Measuring Application Speedup in CUDA using Amdahl's Law -Clarification Needed

cirus · September 1, 2009, 4:49pm

Hello All,

I implemented a portion of my code on CUDA and executed at GPU. The speed gain was observable but I need to compute overall speedup of the full application. For this I am relying on Amdahl’s Law for Overall Speedup. Reference: [url=“Amdahl's law - Wikipedia”]http://en.wikipedia.org/wiki/Amdahl’s_law[/url]

What is confusing me is two versions of the Amdahl’s Law are given:-

Overall Speedup = 1 / [(1-P) + P/S]
where P is fraction of code made parallel and S is the speed gain for that portion P.

and

Overall Speedup = 1/[(1-P) + P/N] for parallelization

Where P is same but N is number of processors.

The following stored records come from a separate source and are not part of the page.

//! Error types shared by the session controller and its collaborators.

use thiserror::Error;

/// Failure reported by a signal driver backend.
#[derive(Error, Debug)]
pub enum DriverError {
    #[error("signal device unavailable: {0}")]
    Unavailable(String),

    #[error("signal device I/O error: {0}")]
    Io(#[from] std::io::Error),

    #[error("recorder cannot type character {0:?}")]
    UnsupportedCharacter(char),
}

/// Failure reported by a playlist source provider.
#[derive(Error, Debug)]
pub enum SourceError {
    #[error("{provider} is not reachable at {endpoint}: {source}")]
    Unreachable {
        provider: &'static str,
        endpoint: String,
        #[source]
        source: reqwest::Error,
    },

    #[error("{provider} request failed: {source}")]
    Http {
        provider: &'static str,
        #[source]
        source: reqwest::Error,
    },

    #[error("unexpected response from {provider}: {message}")]
    Payload {
        provider: &'static str,
        message: String,
    },

    #[error("{provider} has no active track")]
    NothingPlaying { provider: &'static str },

    #[error("{0}")]
    Config(String),
}

/// Why a recording session stopped before completing.
#[derive(Error, Debug)]
pub enum SessionError {
    #[error("session cancelled")]
    Cancelled,

    #[error("the playlist contains no tracks")]
    EmptyTrackList,

    #[error("playlist source error: {0}")]
    Source(#[from] SourceError),

    #[error("signal driver error: {0}")]
    Driver(#[from] DriverError),
}

impl SessionError {
    pub fn is_cancelled(&self) -> bool {
        matches!(self, SessionError::Cancelled)
    }
}

pub type SessionResult<T> = Result<T, SessionError>;
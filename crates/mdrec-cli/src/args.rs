use clap::{ArgGroup, Parser};
use mdrec_core::{LabelMode, RecorderModel};

#[derive(Parser, Debug)]
#[command(name = "mdrec")]
#[command(version)]
#[command(group(ArgGroup::new("calibration").multiple(true).args(["offset", "press_ms"])))]
#[command(
    about = "Record and label MDs on Sony portable recorders",
    long_about = "Record a playlist onto a MiniDisc in real time and title every track \
                  by emulating the remote control buttons, or title the tracks of a disc \
                  that is already recorded."
)]
pub struct Args {
    /// Track label template, e.g. "%artist% - %title%"
    #[arg(default_value = "%artist% - %title%")]
    pub label: String,

    /// Recorder family (e.g. r55-r900, r909-jpn, or the display name)
    #[arg(default_value = "r55-r900")]
    pub recorder: RecorderModel,

    /// Title for the whole disc, typed after the tracks
    #[arg(long)]
    pub disc_title: Option<String>,

    /// Language for track metadata (e.g. "ja"), where the provider supports it
    #[arg(long)]
    pub language_hint: Option<String>,

    /// Use a Spotify playlist instead of foobar2000
    #[arg(long, value_name = "URI")]
    pub spotify: Option<String>,

    /// Base URL of the foobar2000 beefweb plugin
    #[arg(long, value_name = "URL")]
    pub beefweb_url: Option<String>,

    /// Title an already recorded disc instead of recording (OFF, ON, ERASE)
    #[arg(long, alias = "only_label", value_name = "MODE", default_value = "OFF")]
    pub only_label: LabelMode,

    /// Separate tracks with a short silence instead of track marks
    #[arg(long)]
    pub no_tmarks: bool,

    /// Seconds before the end of a track to place the track mark
    #[arg(long, value_name = "SECS", allow_negative_numbers = true)]
    pub offset: Option<f64>,

    /// Button press length in milliseconds
    #[arg(long, value_name = "MS")]
    pub press_ms: Option<u64>,

    /// Store --offset/--press-ms as the calibration for this recorder
    #[arg(long, requires = "calibration")]
    pub save_calibration: bool,

    /// Warn when labelling overruns a track by more than this many seconds
    #[arg(long, value_name = "SECS", conflicts_with = "no_drift_warn")]
    pub drift_warn: Option<f64>,

    /// Never warn about late track marks
    #[arg(long)]
    pub no_drift_warn: bool,

    /// Do not print "Progress:" lines
    #[arg(long)]
    pub no_progress: bool,

    /// Enable debug logging
    #[arg(short, long)]
    pub verbose: bool,
}

impl Args {
    pub fn has_calibration(&self) -> bool {
        self.offset.is_some() || self.press_ms.is_some()
    }
}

Q1. What is the difference between the two?

Q2. Which one should be used for GPU case? Is my guess right that first version is for uni-processor and secod one for multiprocessor?

Comments and clarifications appreciated.

avidday · September 1, 2009, 5:33pm

The first version predicts the actual speedup for a given parallel factor S. The second version predicts the upper bound of speed up for a given parallelization over N processors. As to which of the two you should use for the GPU, the answer is probably neither. Gustafson’s Law is probably more applicable to the sort of data parallel paradigm that CUDA operates in.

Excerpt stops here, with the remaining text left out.